JAMA Network Open published an analysis of 230 U.S.-based vaccine trials conducted from July 2011 through June 2020.1 Most analyzed trials did not report demographics for the nearly 220,000 total participants, but those that did had underrepresented racial and ethnic minorities. Notably, white people accounted for roughly 78% of all participants, but Black/African Americans accounted only for 11%, Hispanics/Latinos for 12%, and American Indians/Alaska Natives for just 0.4%.The COVID-19 pandemic showed why the lack of representation in vaccine clinical research is a pressing issue. According to Clinical Infectious Diseases, the Centers for Disease Control and Prevention (CDC) reported that African Americans made up 21.8% and Latinx people made up 33.8% of COVID-19 cases in the U.S., even though these groups only constitute 13% and 18% of the country’s total population, respectively.2

The data from both reports indicate we are underprepared and underequipped to protect traditionally underserved swaths of the population from the threat of vaccine-preventable diseases. However, the problem of diversity in vaccine research isn’t just about making sure vaccines are safe and effective for people of all races and ethnicities. Increasing diversity in vaccine clinical trials can also improve vaccination rates among minorities, who often lack trust in vaccine safety or are undereducated about vaccines. Engaging with underrepresented groups earlier in the vaccine life cycle better addresses their common vaccine education and trust issues.

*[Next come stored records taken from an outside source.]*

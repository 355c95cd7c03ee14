use std::collections::BTreeMap;

use wpi_model::{ColumnMapping, FieldCatalog, FieldType, FieldValue, PriceTier, RawRow};
use wpi_transform::{
    EntranceSlot, parse_entrances, project_slots, slots_from_mapped, transform, transform_row,
};

#[test]
fn array_splits_on_every_delimiter() {
    let value = transform("wifi, pool|showers;laundry", FieldType::Array);
    assert_eq!(
        value,
        Some(FieldValue::List(vec![
            "wifi".to_string(),
            "pool".to_string(),
            "showers".to_string(),
            "laundry".to_string(),
        ]))
    );
    assert_eq!(
        transform("", FieldType::Array),
        Some(FieldValue::List(Vec::new()))
    );
}

#[test]
fn price_never_fails() {
    assert_eq!(
        transform("premium", FieldType::Price),
        Some(FieldValue::Price(PriceTier::Mid))
    );
    assert_eq!(
        transform("", FieldType::Price),
        Some(FieldValue::Price(PriceTier::Mid))
    );
    assert_eq!(
        transform(" $$$ ", FieldType::Price),
        Some(FieldValue::Price(PriceTier::High))
    );
    assert_eq!(
        transform("1", FieldType::Price),
        Some(FieldValue::Price(PriceTier::Low))
    );
}

#[test]
fn boolean_words_are_case_insensitive() {
    assert_eq!(
        transform("Y", FieldType::Boolean),
        Some(FieldValue::Boolean(true))
    );
    assert_eq!(
        transform("No", FieldType::Boolean),
        Some(FieldValue::Boolean(false))
    );
    assert_eq!(transform("maybe", FieldType::Boolean), None);
    assert_eq!(transform("", FieldType::Boolean), None);
}

#[test]
fn number_parses_or_yields_null() {
    assert_eq!(
        transform(" 59.33 ", FieldType::Number),
        Some(FieldValue::Number(59.33))
    );
    assert_eq!(transform("north", FieldType::Number), None);
    assert_eq!(transform("", FieldType::Number), None);
}

#[test]
fn category_falls_back_to_other() {
    assert_eq!(
        transform("restaurant", FieldType::Category),
        Some(FieldValue::Text("Restaurant".to_string()))
    );
    assert_eq!(
        transform("dive bar", FieldType::Category),
        Some(FieldValue::Text("Other".to_string()))
    );
    assert_eq!(
        transform("", FieldType::Category),
        Some(FieldValue::Text("Other".to_string()))
    );
}

#[test]
fn text_trims_and_empties_to_null() {
    assert_eq!(
        transform("  Old Mill  ", FieldType::Text),
        Some(FieldValue::Text("Old Mill".to_string()))
    );
    assert_eq!(transform("   ", FieldType::Text), None);
}

fn raw_row(cells: &[(&str, &str)]) -> RawRow {
    RawRow {
        row_number: 2,
        cells: cells
            .iter()
            .map(|(column, value)| ((*column).to_string(), (*value).to_string()))
            .collect::<BTreeMap<String, String>>(),
    }
}

#[test]
fn transform_row_skips_null_results() {
    let catalog = FieldCatalog::standard();
    let mut mapping = ColumnMapping::new();
    mapping.set("name", Some("Name".to_string()));
    mapping.set("latitude", Some("Lat".to_string()));
    mapping.set("wheelchair_accessible", Some("Access".to_string()));

    let row = raw_row(&[("Name", " Harbor Cafe "), ("Lat", "oops"), ("Access", "yes")]);
    let transformed = transform_row(&catalog, &mapping, &row);
    assert!(transformed.errors.is_empty());
    assert_eq!(
        transformed.mapped.get("name"),
        Some(&FieldValue::Text("Harbor Cafe".to_string()))
    );
    assert!(!transformed.mapped.contains_key("latitude"));
    assert_eq!(
        transformed.mapped.get("wheelchair_accessible"),
        Some(&FieldValue::Boolean(true))
    );
}

#[test]
fn entrances_parse_names_and_coordinates() {
    let slots = parse_entrances("North Gate @ 59.332,18.064 | South Gate").expect("parse");
    assert_eq!(slots.len(), 2);
    assert_eq!(
        slots[0],
        EntranceSlot {
            name: "North Gate".to_string(),
            latitude: Some(59.332),
            longitude: Some(18.064),
        }
    );
    assert_eq!(slots[1].name, "South Gate");
    assert_eq!(slots[1].latitude, None);
}

#[test]
fn entrance_overflow_is_a_loud_error() {
    let message = parse_entrances("a|b|c|d|e|f").expect_err("six pieces");
    assert_eq!(message, "too many entrances: 6 (limit 5)");
    assert!(parse_entrances("a|b|c|d|e").is_ok());
}

#[test]
fn malformed_entrance_coordinates_fail_the_row() {
    let message = parse_entrances("Gate @ north,east").expect_err("bad latitude");
    assert!(message.contains("bad latitude"));
    let message = parse_entrances("Gate @ 59.3").expect_err("missing comma");
    assert!(message.contains("malformed coordinates"));
}

#[test]
fn entrances_survive_the_row_transform_and_project() {
    let catalog = FieldCatalog::standard();
    let mut mapping = ColumnMapping::new();
    mapping.set("entrances", Some("Gates".to_string()));

    let row = raw_row(&[("Gates", "North Gate @ 59.332,18.064; South Gate")]);
    let transformed = transform_row(&catalog, &mapping, &row);
    assert!(transformed.errors.is_empty());

    let slots = slots_from_mapped(&transformed.mapped);
    assert_eq!(slots.len(), 2);

    let mut fields = transformed.mapped.clone();
    project_slots(&slots, &mut fields);
    assert_eq!(
        fields.get("entrance_1_name"),
        Some(&FieldValue::Text("North Gate".to_string()))
    );
    assert_eq!(
        fields.get("entrance_1_latitude"),
        Some(&FieldValue::Number(59.332))
    );
    assert_eq!(
        fields.get("entrance_2_name"),
        Some(&FieldValue::Text("South Gate".to_string()))
    );
    assert!(!fields.contains_key("entrance_2_latitude"));
}

#[test]
fn entrance_overflow_lands_in_row_errors() {
    let catalog = FieldCatalog::standard();
    let mut mapping = ColumnMapping::new();
    mapping.set("entrances", Some("Gates".to_string()));

    let row = raw_row(&[("Gates", "a|b|c|d|e|f")]);
    let transformed = transform_row(&catalog, &mapping, &row);
    assert_eq!(transformed.errors.len(), 1);
    assert!(transformed.errors[0].contains("too many entrances"));
    assert!(!transformed.mapped.contains_key("entrances"));
}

The Complexity of Increasing Diversity in Vaccine Clinical Trials

Unfortunately, at first glance, there is no simple path to more diversity in vaccine research, because it’s not a simple problem. There are multiple complex reasons why minorities are underrepresented in vaccine studies. While every patient is different and therefore has unique reasons for participating or not participating in research, the most common reasons can be broken down into two main challenges: access and trust.

Access is a primary reason why vaccine clinical trials are lacking in diversity. Like other therapeutic areas, vaccine research is commonly performed at large research centers or big hospitals. However, many minorities don’t live near these facilities or have any connection with them from established relationships with physicians, effectively excluding these minorities from hearing about or being comfortable enrolling in vaccine studies. Many sponsors want to enroll more diverse participants, but because they work within their established collection of sites, they simply can’t find or don’t have access to minority or underrepresented groups.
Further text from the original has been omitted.